Ce qui se passe aujourd’hui continue de révolter André Bitton. Ancien psychiatrisé, il milite depuis trente ans pour les droits des patients, notamment au sein du CRPA, le cercle de réflexion et de proposition d’actions sur la psychiatrie. C’est grâce à l’intervention d’usagers comme lui auprès du législateur que la réglementation a évolué ces dernières années : « C’est la bestialisation du patient. La contention devrait être abolie. L’isolement fortement contingenté et encadré. »
« Le vrai débat, ce sont les conditions à réunir pour abolir la pratique, appuie Olivia, d’Humapsy, une autre association de patients. Une psychiatrie vécue comme une menace qui plane, comme quelque chose de punitif, ne peut pas soigner. »
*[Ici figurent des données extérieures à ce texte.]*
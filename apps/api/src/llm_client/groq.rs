//! Groq backend (OpenAI-compatible chat completions). Secondary backend.

use async_trait::async_trait;
use reqwest::Client;
use serde::{Deserialize, Serialize};
use tracing::debug;

use super::{api_error, LlmError, Provider};

const GROQ_API_URL: &str = "https://api.groq.com/openai/v1/chat/completions";
pub const MODEL: &str = "meta-llama/llama-4-maverick-17b-128e-instruct";
const MAX_TOKENS: u32 = 4000;
const TEMPERATURE: f32 = 0.7;
const TIMEOUT_SECS: u64 = 30;

#[derive(Debug, Serialize)]
struct ChatRequest<'a> {
    model: &'a str,
    messages: Vec<ChatMessage<'a>>,
    temperature: f32,
    max_tokens: u32,
}

#[derive(Debug, Serialize)]
struct ChatMessage<'a> {
    role: &'a str,
    content: &'a str,
}

#[derive(Debug, Deserialize)]
pub struct ChatResponse {
    #[serde(default)]
    pub choices: Vec<Choice>,
}

#[derive(Debug, Deserialize)]
pub struct Choice {
    pub message: ChoiceMessage,
}

#[derive(Debug, Deserialize)]
pub struct ChoiceMessage {
    pub content: Option<String>,
}

impl ChatResponse {
    pub fn text(&self) -> Option<&str> {
        self.choices
            .first()
            .and_then(|c| c.message.content.as_deref())
            .filter(|t| !t.trim().is_empty())
    }
}

#[derive(Clone)]
pub struct GroqProvider {
    client: Client,
    api_key: Option<String>,
}

impl GroqProvider {
    pub fn new(api_key: Option<String>) -> Result<Self, LlmError> {
        Ok(Self {
            client: Client::builder()
                .timeout(std::time::Duration::from_secs(TIMEOUT_SECS))
                .build()
                .map_err(LlmError::http)?,
            api_key,
        })
    }
}

#[async_trait]
impl Provider for GroqProvider {
    fn name(&self) -> &str {
        "groq"
    }

    fn is_configured(&self) -> bool {
        self.api_key.as_deref().is_some_and(|k| !k.trim().is_empty())
    }

    async fn generate(&self, prompt: &str) -> Result<String, LlmError> {
        let api_key = self.api_key.as_deref().ok_or(LlmError::NotConfigured("groq"))?;
        let body = ChatRequest {
            model: MODEL,
            messages: vec![ChatMessage {
                role: "user",
                content: prompt,
            }],
            temperature: TEMPERATURE,
            max_tokens: MAX_TOKENS,
        };

        let response = self
            .client
            .post(GROQ_API_URL)
            .bearer_auth(api_key.trim())
            .json(&body)
            .send()
            .await
            .map_err(LlmError::http)?;

        if !response.status().is_success() {
            return Err(api_error(response).await);
        }

        let parsed: ChatResponse = response.json().await.map_err(LlmError::http)?;
        debug!("Groq returned {} choices", parsed.choices.len());
        parsed
            .text()
            .map(str::to_string)
            .ok_or(LlmError::EmptyContent)
    }
}
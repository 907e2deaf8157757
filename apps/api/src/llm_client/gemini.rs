//! Google Gemini backend (`generateContent` REST endpoint). Primary backend.

use async_trait::async_trait;
use reqwest::Client;
use serde::{Deserialize, Serialize};
use tracing::debug;

use super::{api_error, LlmError, Provider};

const GEMINI_API_BASE: &str = "https://generativelanguage.googleapis.com/v1beta/models";
/// Hardcoded to keep output style stable across deployments.
pub const MODEL: &str = "gemini-2.5-flash";

#[derive(Debug, Serialize)]
struct GenerateContentRequest<'a> {
    contents: Vec<Content<'a>>,
}

#[derive(Debug, Serialize)]
struct Content<'a> {
    parts: Vec<RequestPart<'a>>,
}

#[derive(Debug, Serialize)]
struct RequestPart<'a> {
    text: &'a str,
}

#[derive(Debug, Deserialize)]
pub struct GenerateContentResponse {
    #[serde(default)]
    pub candidates: Vec<Candidate>,
}

#[derive(Debug, Deserialize)]
pub struct Candidate {
    pub content: Option<CandidateContent>,
}

#[derive(Debug, Deserialize)]
pub struct CandidateContent {
    #[serde(default)]
    pub parts: Vec<ResponsePart>,
}

#[derive(Debug, Deserialize)]
pub struct ResponsePart {
    pub text: Option<String>,
}

impl GenerateContentResponse {
    /// Concatenated text parts of the first candidate, trimmed.
    pub fn text(&self) -> Option<String> {
        let content = self.candidates.first()?.content.as_ref()?;
        let text: String = content
            .parts
            .iter()
            .filter_map(|p| p.text.as_deref())
            .collect();
        let text = text.trim();
        (!text.is_empty()).then(|| text.to_string())
    }
}

#[derive(Clone)]
pub struct GeminiProvider {
    client: Client,
    api_key: Option<String>,
}

impl GeminiProvider {
    pub fn new(api_key: Option<String>) -> Result<Self, LlmError> {
        Ok(Self {
            client: Client::builder()
                .timeout(std::time::Duration::from_secs(120))
                .build()
                .map_err(LlmError::http)?,
            api_key,
        })
    }
}

#[async_trait]
impl Provider for GeminiProvider {
    fn name(&self) -> &str {
        "gemini"
    }

    fn is_configured(&self) -> bool {
        self.api_key.as_deref().is_some_and(|k| !k.trim().is_empty())
    }

    async fn generate(&self, prompt: &str) -> Result<String, LlmError> {
        let api_key = self.api_key.as_deref().ok_or(LlmError::NotConfigured("gemini"))?;
        let url = format!("{GEMINI_API_BASE}/{MODEL}:generateContent");
        let body = GenerateContentRequest {
            contents: vec![Content {
                parts: vec![RequestPart { text: prompt }],
            }],
        };

        // Key goes in a header so it can never surface in an error's URL.
        let response = self
            .client
            .post(&url)
            .header("x-goog-api-key", api_key.trim())
            .json(&body)
            .send()
            .await
            .map_err(LlmError::http)?;

        if !response.status().is_success() {
            return Err(api_error(response).await);
        }

        let parsed: GenerateContentResponse = response.json().await.map_err(LlmError::http)?;
        debug!("Gemini returned {} candidates", parsed.candidates.len());
        parsed.text().ok_or(LlmError::EmptyContent)
    }
}
use axum::{
    http::StatusCode,
    response::{IntoResponse, Response},
    Json,
};
use serde_json::json;
use thiserror::Error;

use crate::models::job::TransitionError;

/// Application-level error type.
/// Implements `IntoResponse` so Axum handlers can return `Result<T, AppError>`.
#[derive(Debug, Error)]
pub enum AppError {
    #[error("Not found: {0}")]
    NotFound(String),

    #[error("Validation error: {0}")]
    Validation(String),

    #[error("Conflict: {0}")]
    Conflict(String),

    #[error("Payload too large: {0}")]
    PayloadTooLarge(String),

    /// Every backend was exhausted. The message is already truncated and
    /// carries no credentials, so it is passed through to the client.
    #[error("Generation error: {0}")]
    Generation(String),

    #[error("Internal server error: {0}")]
    Internal(#[from] anyhow::Error),
}

impl From<TransitionError> for AppError {
    fn from(e: TransitionError) -> Self {
        match e {
            TransitionError::UnknownJob(id) => AppError::NotFound(format!("Job {id} not found")),
            other => AppError::Conflict(other.to_string()),
        }
    }
}

impl IntoResponse for AppError {
    fn into_response(self) -> Response {
        let (status, code, message) = match &self {
            AppError::NotFound(msg) => (StatusCode::NOT_FOUND, "NOT_FOUND", msg.clone()),
            AppError::Validation(msg) => (StatusCode::BAD_REQUEST, "VALIDATION_ERROR", msg.clone()),
            AppError::Conflict(msg) => (StatusCode::CONFLICT, "CONFLICT", msg.clone()),
            AppError::PayloadTooLarge(msg) => {
                (StatusCode::PAYLOAD_TOO_LARGE, "PAYLOAD_TOO_LARGE", msg.clone())
            }
            AppError::Generation(msg) => {
                tracing::error!("Generation error: {msg}");
                (
                    StatusCode::INTERNAL_SERVER_ERROR,
                    "GENERATION_ERROR",
                    msg.clone(),
                )
            }
            AppError::Internal(e) => {
                tracing::error!("Internal error: {e:?}");
                (
                    StatusCode::INTERNAL_SERVER_ERROR,
                    "INTERNAL_ERROR",
                    "An internal server error occurred".to_string(),
                )
            }
        };

        let body = Json(json!({
            "error": {
                "code": code,
                "message": message
            }
        }));

        (status, body).into_response()
    }
}
//! Axum route handler for resume upload.

use anyhow::Context;
use axum::{
    extract::{multipart::MultipartError, Multipart, State},
    http::StatusCode,
    Json,
};
use bytes::Bytes;
use serde::Serialize;
use tracing::{info, warn};
use uuid::Uuid;

use crate::errors::AppError;
use crate::jobs::sweeper::{sweep_directory, STEADY_STATE_MAX_FILES};
use crate::models::job::Job;
use crate::resume::extractor::extract_text_blocking;
use crate::state::AppState;

const ALLOWED_EXTENSIONS: &[&str] = &["pdf"];
const FALLBACK_FILENAME: &str = "resume.pdf";

#[derive(Debug, Serialize)]
pub struct UploadResponse {
    pub success: bool,
    pub job_id: Uuid,
    pub filename: String,
    #[serde(rename = "fileSize")]
    pub file_size: String,
}

/// POST /upload
///
/// Stores the PDF, extracts its text and registers an `uploaded` job.
pub async fn handle_upload(
    State(state): State<AppState>,
    mut multipart: Multipart,
) -> Result<Json<UploadResponse>, AppError> {
    let max_bytes = state.config.max_upload_bytes;
    let to_app_error = |e: MultipartError| multipart_error(e, max_bytes);

    let mut upload: Option<(String, Bytes)> = None;
    while let Some(field) = multipart.next_field().await.map_err(to_app_error)? {
        if field.name() != Some("file") {
            continue;
        }
        let filename = field.file_name().unwrap_or_default().to_string();
        let data = field.bytes().await.map_err(to_app_error)?;
        upload = Some((filename, data));
        break;
    }

    let (filename, data) =
        upload.ok_or_else(|| AppError::Validation("No file part".to_string()))?;
    if filename.is_empty() {
        return Err(AppError::Validation("No selected file".to_string()));
    }
    if !allowed_file(&filename) {
        return Err(AppError::Validation("Only PDF files are allowed".to_string()));
    }

    let job_id = Uuid::new_v4();
    let filename = sanitize_filename(&filename);
    let source_path = state.config.upload_dir.join(format!("{job_id}_{filename}"));
    tokio::fs::write(&source_path, &data)
        .await
        .with_context(|| format!("Failed to save upload to {}", source_path.display()))?;

    let resume_text = extract_text_blocking(source_path.clone()).await;
    if resume_text.trim().is_empty() {
        if let Err(e) = tokio::fs::remove_file(&source_path).await {
            warn!("Could not remove rejected upload {}: {e}", source_path.display());
        }
        return Err(AppError::Validation(
            "Could not extract text from PDF. Please ensure it contains text.".to_string(),
        ));
    }

    let source_size = data.len() as u64;
    state
        .jobs
        .insert(Job::new(
            job_id,
            filename.clone(),
            resume_text,
            source_path,
            source_size,
        ))
        .await;
    info!("Registered job {job_id} for {filename} ({source_size} bytes)");

    sweep_directory(&state.config.upload_dir, STEADY_STATE_MAX_FILES).await;
    sweep_directory(&state.config.generated_dir, STEADY_STATE_MAX_FILES).await;

    Ok(Json(UploadResponse {
        success: true,
        job_id,
        filename,
        file_size: format_size(source_size),
    }))
}

fn multipart_error(e: MultipartError, max_bytes: usize) -> AppError {
    if e.status() == StatusCode::PAYLOAD_TOO_LARGE {
        AppError::PayloadTooLarge(format!(
            "File too large. Maximum size is {}MB.",
            max_bytes / (1024 * 1024)
        ))
    } else {
        AppError::Validation(format!("Malformed upload: {}", e.body_text()))
    }
}

pub fn allowed_file(filename: &str) -> bool {
    filename
        .rsplit_once('.')
        .is_some_and(|(_, ext)| ALLOWED_EXTENSIONS.contains(&ext.to_lowercase().as_str()))
}

/// Reduces a client-supplied name to a safe basename: ASCII alphanumerics,
/// `.`, `-`, `_`, with whitespace turned into `_`.
pub fn sanitize_filename(filename: &str) -> String {
    let base = filename
        .rsplit(|c: char| c == '/' || c == '\\')
        .next()
        .unwrap_or(filename);
    let cleaned: String = base
        .split_whitespace()
        .collect::<Vec<_>>()
        .join("_")
        .chars()
        .filter(|c| c.is_ascii_alphanumeric() || matches!(c, '.' | '-' | '_'))
        .collect();
    let cleaned = cleaned.trim_matches(|c: char| c == '.' || c == '_');

    if cleaned.is_empty() || !allowed_file(cleaned) {
        FALLBACK_FILENAME.to_string()
    } else {
        cleaned.to_string()
    }
}

/// Megabytes with two decimals, e.g. `"0.25 MB"`.
pub fn format_size(bytes: u64) -> String {
    format!("{:.2} MB", bytes as f64 / (1024.0 * 1024.0))
}
use axum::{extract::State, Json};
use serde_json::{json, Value};

use crate::state::AppState;

/// GET /health
/// Returns a simple status object with service version.
pub async fn health_handler() -> Json<Value> {
    Json(json!({
        "status": "ok",
        "version": env!("CARGO_PKG_VERSION"),
        "service": "portfoliogen"
    }))
}

/// GET /api/model
/// Which backends are currently considered available. Names only, no errors.
pub async fn model_handler(State(state): State<AppState>) -> Json<Value> {
    Json(json!({
        "status": "active",
        "services_available": {
            "gemini": state.gateway.is_available("gemini"),
            "groq": state.gateway.is_available("groq"),
        }
    }))
}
Une organisation des soins repensée

Et c’est là le travail de Loïc Rohr*. Infirmier-chercheur, il exerce au centre hospitalier Saint-Cyr au Mont-d’Or. En équipe, dans son unité, il a opéré des changements organisationnels pour « redéployer du temps infirmier au plus proche du patient. Aller le rencontrer avant qu’il ne vienne toquer la porte. C’est tout bête, mais ça commence par ouvrir les portes. On est passé d’un service fermé à un service ouvert ». Le vocabulaire aussi a son importance. « On avait un cadre de soin. Ce “cadre de soins” rassemblait tout ce qui est restriction de liberté : visites, sorties, appels, habits, affaires personnelles. On a appelé un chat un chat, ce sont des mesures de restrictions de libertés. Ça a permis, dans un changement de culture du soin, de réduire les situations de tensions, de violence, et donc de 70 % le recours à ces mesures** ! »

Choix de l’ambulatoire

Chez le docteur Coline Groulez***, praticienne à Lille, il n’y a pas eu une seule contention en 2020. Son unité est particulière. L’équipe a tout misé sur l’ambulatoire. « Sur un secteur de 85 000 habitants, nous avons 3 000 patients sur notre file active, dix lits d’hospitalisation, pas de chambre d’isolement, affirme-t-elle. On a deux équipes mobiles de soignants. Une qui va plutôt accompagner les personnes long cours, avec des troubles sévères, qu’on essaye de maintenir à domicile. Ça nous permet d’éviter des ruptures de soins, des décompensations. L’autre, c’est une équipe de crise. Elle accompagne pendant deux-trois semaines toute sorte de pathologie. Une fois la crise apaisée, on propose la suite des soins intensifs à domicile. Avec un suivi quotidien. » L’architecture du lieu aussi a été pensée pour une libre circulation des personnes. Elle le sait, c’est faisable, la psychiatrie peut se passer de l’isolement et de la contention. « Mais c’est compliqué de changer les choses sans prendre le problème à la base. Plutôt que de l’administratif, il faut insuffler certaines pratiques dans la formation. » Ce problème de formation, Loïc Rohr le pointe dans ces travaux. « 94 % des contenus psychiatriques ont été supprimés des formations infirmières, critique-t-il. Avec la perte de formation en psychiatrie, l’infirmier a peur d’aller au contact du patient et s’isole. »
Tous s’accordent sur un point : la gravité de l’état de leur secteur, l’abandon de la psychiatrie. Et le manque de considération pour la singularité de la discipline : « La psychiatrie ne peut pas être sommée d’être une spécialité médicale comme les autres. »
Pour l’heure, pas de réponse du gouvernement.

Thomas Laborde

* Lire l’interview de Loïc Rohr dans L’Infirmièr.e n° 7, avril 2021.

** Article 84 la loi de financement de la Sécurité sociale et son décret d’application.